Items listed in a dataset
>>>>>
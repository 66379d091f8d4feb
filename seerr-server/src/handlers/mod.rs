pub mod discovery;
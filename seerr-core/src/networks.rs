//! Well-known TV networks and their provider ids.

const KNOWN_NETWORKS: &[(&str, u64)] = &[
    ("The CW", 71),
    ("CW", 71),
    ("NBC", 6),
    ("CBS", 16),
    ("ABC", 2),
    ("Fox", 19),
    ("HBO", 49),
    ("HBO Max", 3186),
    ("Netflix", 213),
    ("Amazon", 1024),
    ("Prime Video", 1024),
    ("Amazon Prime Video", 1024),
    ("Hulu", 453),
    ("Disney+", 2739),
    ("Disney Plus", 2739),
    ("Apple TV+", 2552),
    ("Apple TV Plus", 2552),
    ("Peacock", 3353),
    ("Paramount+", 4330),
    ("Paramount Plus", 4330),
    ("Showtime", 67),
    ("Starz", 318),
    ("AMC", 174),
    ("FX", 88),
    ("USA Network", 30),
    ("TNT", 41),
    ("TBS", 32),
    ("Syfy", 77),
    ("Freeform", 1267),
    ("BBC One", 4),
    ("BBC Two", 332),
    ("BBC", 4),
    ("ITV", 9),
    ("Channel 4", 26),
    ("Sky", 1063),
    ("Sky Atlantic", 1063),
    ("Cartoon Network", 56),
    ("Adult Swim", 80),
    ("Comedy Central", 47),
    ("MTV", 33),
    ("Nickelodeon", 13),
    ("Discovery", 64),
    ("History", 65),
    ("National Geographic", 43),
    ("ESPN", 29),
    ("Bravo", 74),
    ("Lifetime", 34),
    ("A&E", 129),
    ("Hallmark", 384),
    ("Hallmark Channel", 384),
    ("Crunchyroll", 1112),
    ("Max", 3186),
];

/// A directory hit: the provider id and the table entry that matched.
#[derive(Debug, Clone, Copy, PartialEq, Eq)]
pub struct NetworkEntry {
    pub id: u64,
    pub name: &'static str,
}

/// Resolve a display name to a network id.
///
/// Exact case-insensitive match first. Failing that, the first entry where
/// either name contains the other. Blank names never match.
pub fn find_network(name: &str) -> Option<NetworkEntry> {
    let needle = name.trim().to_lowercase();
    if needle.is_empty() {
        return None;
    }

    let entry = |&(name, id): &(&'static str, u64)| NetworkEntry { id, name };

    KNOWN_NETWORKS
        .iter()
        .find(|(known, _)| known.to_lowercase() == needle)
        .or_else(|| {
            KNOWN_NETWORKS.iter().find(|(known, _)| {
                let known = known.to_lowercase();
                needle.contains(&known) || known.contains(&needle)
            })
        })
        .map(entry)
}

#[cfg(test)]
mod tests {
    use super::*;

    #[test]
    fn exact_match_ignores_case() {
        assert_eq!(find_network("netflix").map(|n| n.id), Some(213));
        assert_eq!(find_network("  HBO max ").map(|n| n.id), Some(3186));
    }

    #[test]
    fn exact_match_beats_earlier_partial() {
        // "The CW" is listed before "CW" and contains it, but "cw" is exact.
        assert_eq!(find_network("CW").map(|n| n.name), Some("CW"));
    }

    #[test]
    fn partial_match_in_either_direction() {
        assert_eq!(find_network("NBC Universal").map(|n| n.id), Some(6));
        assert_eq!(find_network("Cartoon").map(|n| n.id), Some(56));
    }

    #[test]
    fn blank_and_unknown_names_miss() {
        assert_eq!(find_network("   "), None);
        assert_eq!(find_network("Zyzzyva Pictures"), None);
    }
}
//! Raw upstream records to [`DiscoveryItem`]s.
//!
//! Pure transformation. A record that cannot be normalized is dropped on its
//! own; the rest of its batch survives.

use seerr_model::{
    CatalogPage, DiscoveryItem, MediaKind, PersonCreditSet, RawCatalogPage,
    RawItem, RawPersonCredits,
};
use tracing::debug;

use crate::error::DiscoveryError;

/// Where a raw record came from, which decides its media kind.
#[derive(Debug, Clone, Copy, PartialEq, Eq)]
pub enum RecordContext {
    /// A person's cast or crew list. Kind is inferred per record.
    Credit,
    /// A studio or network catalog page. Every record takes the kind of the
    /// endpoint that was queried.
    Catalog(MediaKind),
}

pub fn normalize(
    raw: RawItem,
    context: RecordContext,
) -> Result<DiscoveryItem, DiscoveryError> {
    let Some(tmdb_id) = raw.id else {
        return Err(DiscoveryError::MalformedRecord(format!(
            "record without id ({})",
            raw.title.as_deref().or(raw.name.as_deref()).unwrap_or("untitled")
        )));
    };

    let media_type = match context {
        RecordContext::Catalog(kind) => kind,
        // Movies carry `title`; series carry `name`.
        RecordContext::Credit => {
            if raw.title.as_deref().is_some_and(|t| !t.is_empty()) {
                MediaKind::Movie
            } else {
                MediaKind::Tv
            }
        }
    };

    let mut genre_ids = raw.genre_ids;
    let mut genre_names = Vec::new();
    for genre in &raw.genres {
        if let Some(id) = genre.id()
            && !genre_ids.contains(&id)
        {
            genre_ids.push(id);
        }
        if let Some(name) = genre.name().filter(|n| !n.is_empty()) {
            genre_names.push(name.to_string());
        }
    }

    Ok(DiscoveryItem {
        tmdb_id,
        media_type,
        title: raw.title,
        name: raw.name,
        original_title: raw.original_title,
        original_name: raw.original_name,
        overview: raw.overview,
        poster_path: raw.poster_path,
        backdrop_path: raw.backdrop_path,
        release_date: raw.release_date,
        first_air_date: raw.first_air_date,
        vote_average: raw.vote_average,
        vote_count: raw.vote_count,
        popularity: raw.popularity,
        genre_ids,
        genre_names,
        media_info: raw.media_info,
        character: raw.character,
        department: raw.department,
        job: raw.job,
    })
}

/// Normalize a batch, dropping records that fail.
pub fn normalize_all(
    records: Vec<RawItem>,
    context: RecordContext,
) -> Vec<DiscoveryItem> {
    records
        .into_iter()
        .filter_map(|raw| match normalize(raw, context) {
            Ok(item) => Some(item),
            Err(err) => {
                debug!(error = %err, "dropping upstream record");
                None
            }
        })
        .collect()
}

pub fn normalize_credits(raw: RawPersonCredits) -> PersonCreditSet {
    PersonCreditSet {
        cast: normalize_all(raw.cast, RecordContext::Credit),
        crew: normalize_all(raw.crew, RecordContext::Credit),
    }
}

/// Page numbers are 1-based and a missing total counts as a single page.
pub fn normalize_page(
    raw: RawCatalogPage,
    kind: MediaKind,
    requested_page: u32,
) -> CatalogPage {
    let page = raw.page.filter(|p| *p > 0).unwrap_or(requested_page.max(1));
    let items = normalize_all(raw.results, RecordContext::Catalog(kind));
    CatalogPage {
        total_results: raw.total_results.unwrap_or(items.len() as u64),
        items,
        page,
        total_pages: raw.total_pages.filter(|t| *t > 0).unwrap_or(1),
    }
}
<<<<<
For each line above that carries the word "crew", copy it out.

    /// A person's cast or crew list. Kind is inferred per record.
        crew: normalize_all(raw.crew, RecordContext::Credit),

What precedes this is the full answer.